I have never seen anything like the employment situation now. There are help wanted signs prominently displayed at every business in America, yet hardly any takers. What’s going on?

Perhaps giving America workers a year off to contemplate their employment situation wasn’t such a great idea? One of the outcomes of the pandemic has been that workers seem less willing to tolerate low wages and challenging work conditions. The pandemic has also revealed that the most important people in the economy are those who actually produce and transport goods and foods; they are also among the worst paid and treated people in our society. Now many hourly workers want more pay and/or better conditions. However, many employers think the answer lies in finding more desperate prospects.

I suspect a lot of people found that the money they made from their Mcjob was easily offset by a higher quality of life. Such people may be lured into job situations that don’t stress or incur child care costs but they are unlikely to rush back to serving maskless assholes at Starbucks for 10 bucks an hour.

Companies like FedEx, Amazon, Uber etc, who rely on this ‘race-to-the-bottom’ desperation model and screw their workers are now “struggling to hire people” and are being forced to pay higher wages.

What’s clear is that 40 odd years of neoliberal infestation has made work for many a living hell. In this neoliberal period, the ‘labour shortage’ narrative is often just a mask to hide what the employers really want or do not want. Neoliberalism offered up an ideological justification to a way to attack trade unions and start to undermine the full employment system (ie. New Deal) that had delivered such gains to workers. The neoliberal ideology relied on the creation of a fictional world where cutting wages, cutting job security, denying rights of association, imposing onerous key indicators (delivery times etc) was the way forward to prosperity.
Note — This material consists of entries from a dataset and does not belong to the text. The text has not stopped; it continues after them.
//! Per-domain pattern parameters ("DNA")
//!
//! Each domain owns one DNA record; an entity's sigil is a seeded mutation of
//! its domain's record, so sigils within a domain share a family resemblance.

use super::rng::SigilRng;

/// Pattern archetype for a domain's sigils
#[derive(Debug, Clone, Copy, PartialEq, Eq)]
pub enum PatternKind {
    /// Core + golden-angle inner ring + outward arms + satellites
    Constellation,
    /// Four rotated arms with incidental side-thickening
    Cross,
    /// Golden-angle scatter, density biased toward the center
    Scatter,
    /// Square lattice with random cell omission
    Grid,
    /// Fibonacci-like tightening spiral arms
    Spiral,
}

/// Parameter record controlling one domain's procedural pattern
#[derive(Debug, Clone, Copy)]
pub struct SigilDna {
    pub kind: PatternKind,
    /// Base particle count before archetype-specific scaling
    pub base_count: usize,
    /// Overall radius of the pattern in local icon units
    pub spread: f32,
    /// Chance of a one-time positional glitch per point
    pub glitch: f32,
    /// Base rotation of the whole pattern
    pub rotation: f32,
    /// Whether a bright central core point exists
    pub core: bool,
    /// Density falloff exponent (power-law radius transform)
    pub falloff: f32,
    /// Arm/branch count for arm-based archetypes
    pub arms: u32,
}

/// Fallback DNA for unknown domains; never an error path.
pub const DEFAULT_DNA: SigilDna = SigilDna {
    kind: PatternKind::Scatter,
    base_count: 26,
    spread: 22.0,
    glitch: 0.06,
    rotation: 0.0,
    core: true,
    falloff: 1.8,
    arms: 3,
};

/// Look up the DNA for a domain key. Unknown keys fall back to
/// [`DEFAULT_DNA`].
pub fn domain_dna(domain: &str) -> SigilDna {
    match domain {
        "aether" => SigilDna {
            kind: PatternKind::Constellation,
            base_count: 24,
            spread: 24.0,
            glitch: 0.04,
            rotation: 0.3,
            core: true,
            falloff: 1.6,
            arms: 5,
        },
        "umbra" => SigilDna {
            kind: PatternKind::Spiral,
            base_count: 30,
            spread: 22.0,
            glitch: 0.10,
            rotation: 1.1,
            core: false,
            falloff: 2.0,
            arms: 2,
        },
        "verdant" => SigilDna {
            kind: PatternKind::Scatter,
            base_count: 34,
            spread: 20.0,
            glitch: 0.03,
            rotation: 0.0,
            core: true,
            falloff: 2.2,
            arms: 4,
        },
        "forge" => SigilDna {
            kind: PatternKind::Grid,
            base_count: 28,
            spread: 20.0,
            glitch: 0.18,
            rotation: 0.0,
            core: false,
            falloff: 1.0,
            arms: 4,
        },
        "abyss" => SigilDna {
            kind: PatternKind::Cross,
            base_count: 22,
            spread: 24.0,
            glitch: 0.12,
            rotation: 0.78,
            core: true,
            falloff: 1.4,
            arms: 4,
        },
        _ => DEFAULT_DNA,
    }
}

impl SigilDna {
    /// Perturb this DNA with the seeded stream so an entity's sigil is a
    /// mutation of its domain's archetype, not a copy. Archetype and counts
    /// stay fixed; only rotation, spread and glitch drift.
    pub fn mutate(&self, rng: &mut SigilRng) -> SigilDna {
        let mut dna = *self;
        dna.rotation += rng.range(-0.35, 0.35);
        dna.spread *= rng.range(0.85, 1.15);
        dna.glitch = (dna.glitch + rng.range(-0.04, 0.04)).clamp(0.0, 1.0);
        dna
    }
}

#[cfg(test)]
mod tests {
    use super::*;

    #[test]
    fn test_unknown_domain_falls_back() {
        let dna = domain_dna("definitely-not-a-domain");
        assert_eq!(dna.kind, DEFAULT_DNA.kind);
        assert_eq!(dna.base_count, DEFAULT_DNA.base_count);
    }

    #[test]
    fn test_mutation_bounded() {
        let base = domain_dna("forge");
        let mut rng = SigilRng::from_keys("forge", Some("denizen-3"));
        let dna = base.mutate(&mut rng);
        assert_eq!(dna.kind, base.kind);
        assert!((dna.rotation - base.rotation).abs() <= 0.35 + f32::EPSILON);
        assert!(dna.spread >= base.spread * 0.85 - f32::EPSILON);
        assert!(dna.spread <= base.spread * 1.15 + f32::EPSILON);
        assert!((0.0..=1.0).contains(&dna.glitch));
    }
}
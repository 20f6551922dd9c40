//! Vertex types for 2D rendering

use bytemuck::{Pod, Zeroable};

/// Simple 2D vertex with position and color
#[repr(C)]
#[derive(Copy, Clone, Debug, Pod, Zeroable)]
pub struct Vertex {
    pub position: [f32; 2],
    pub color: [f32; 4],
}

impl Vertex {
    pub const fn new(x: f32, y: f32, color: [f32; 4]) -> Self {
        Self {
            position: [x, y],
            color,
        }
    }

    pub fn desc() -> wgpu::VertexBufferLayout<'static> {
        wgpu::VertexBufferLayout {
            array_stride: std::mem::size_of::<Vertex>() as wgpu::BufferAddress,
            step_mode: wgpu::VertexStepMode::Vertex,
            attributes: &[
                wgpu::VertexAttribute {
                    offset: 0,
                    shader_location: 0,
                    format: wgpu::VertexFormat::Float32x2,
                },
                wgpu::VertexAttribute {
                    offset: std::mem::size_of::<[f32; 2]>() as wgpu::BufferAddress,
                    shader_location: 1,
                    format: wgpu::VertexFormat::Float32x4,
                },
            ],
        }
    }
}

/// Fixed colors for non-domain elements
pub mod colors {
    pub const BACKGROUND: [f32; 4] = [0.016, 0.016, 0.04, 1.0];
    pub const STAR: [f32; 3] = [0.92, 0.94, 1.0];
    /// Chromatic-aberration ghost hues for glitch streaks
    pub const GHOST_LEFT: [f32; 3] = [1.0, 0.25, 0.35];
    pub const GHOST_RIGHT: [f32; 3] = [0.25, 0.85, 1.0];
    pub const NOISE_BLOB: [f32; 3] = [0.18, 0.16, 0.3];
}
The so-called ‘labour shortage’ is also an indicator of management greed and short-sightedness. Rather than being a shortage of workers, there is a shortage of workers who will tolerate the indignity of low wages, onerous conditions and capricious management. It is also a union versus non-union type of discussion where the unionised work places generate high productivity and worker attachment, while the non-unionised workplaces find it hard to attract reliable staff and blame it all on ‘labour shortages’. Corporate America calls this a “labor problem” whereas those of us who’ve paid attention know it is a management problem. Unsurprisingly, it turns out that unfettered greed backfires.

This is the neoliberal ideology that corporate America has embraced. The profound reluctance of companies and managers to accommodate reasonable demands of employees they’ve been able to squeeze harder and harder over decades isn’t about commercial logic or inability to pay more. Corporate profit share as a percentage of GDP has been at insanely high levels for over a decade. Most can pay more, which is the change that would demand least of managers. It’s that it offends their sensibilities. Remember that the last decade in particular has featured the worst sort of electronic-Taylorism: employees being monitored intensively and held to explicit output standards. After being able to impose sadistic work pacing (see Amazon warehouses), facing a worker revolt is intolerable. They can’t believe it happened and reassure themselves that it won’t happen again.

Here’s the thing–corporate America’s profits are soaring while American workers share of the pie has dwindled. If corporate America was serious about solving the labor shortage they could offer higher wages, and given the gap between labour productivity growth and real wages growth, that has seen massive redistributions of national income away from wages to profits, that would hardly be ‘unaffordable’. They could also offer work to unemployed workers and offer them training.

A recent Rand Corp study conceptualized the transformation in power relations between capital and labor. It showed that the wealthiest 1% have taken $50 trillion from working Americans during this period, making our country less secure, (and, I would argue, setting the stage for the election of Donald Trump). The reason for this is that the New Deal/Post War Liberalism created a large middle class, and even manufacturing workers could support a four person family on one salary, while neoliberalism produced a society where the good working class jobs were lost and families needed two salaries and a lot of debt to get along, while all unavoidable costs like healthcare and housing and education (since almost all good jobs are closed without it) skyrocketed.

This wealth transfer (theft) occurred as the Democrats transformed from a political party that represented workers to one that represented the Professional/Managerial/Class. Hmmm. I wonder if these two developments are related?

Like I’ve stated repeatedly–politics is who in our society gets what and who in our society pays the costs of these policies.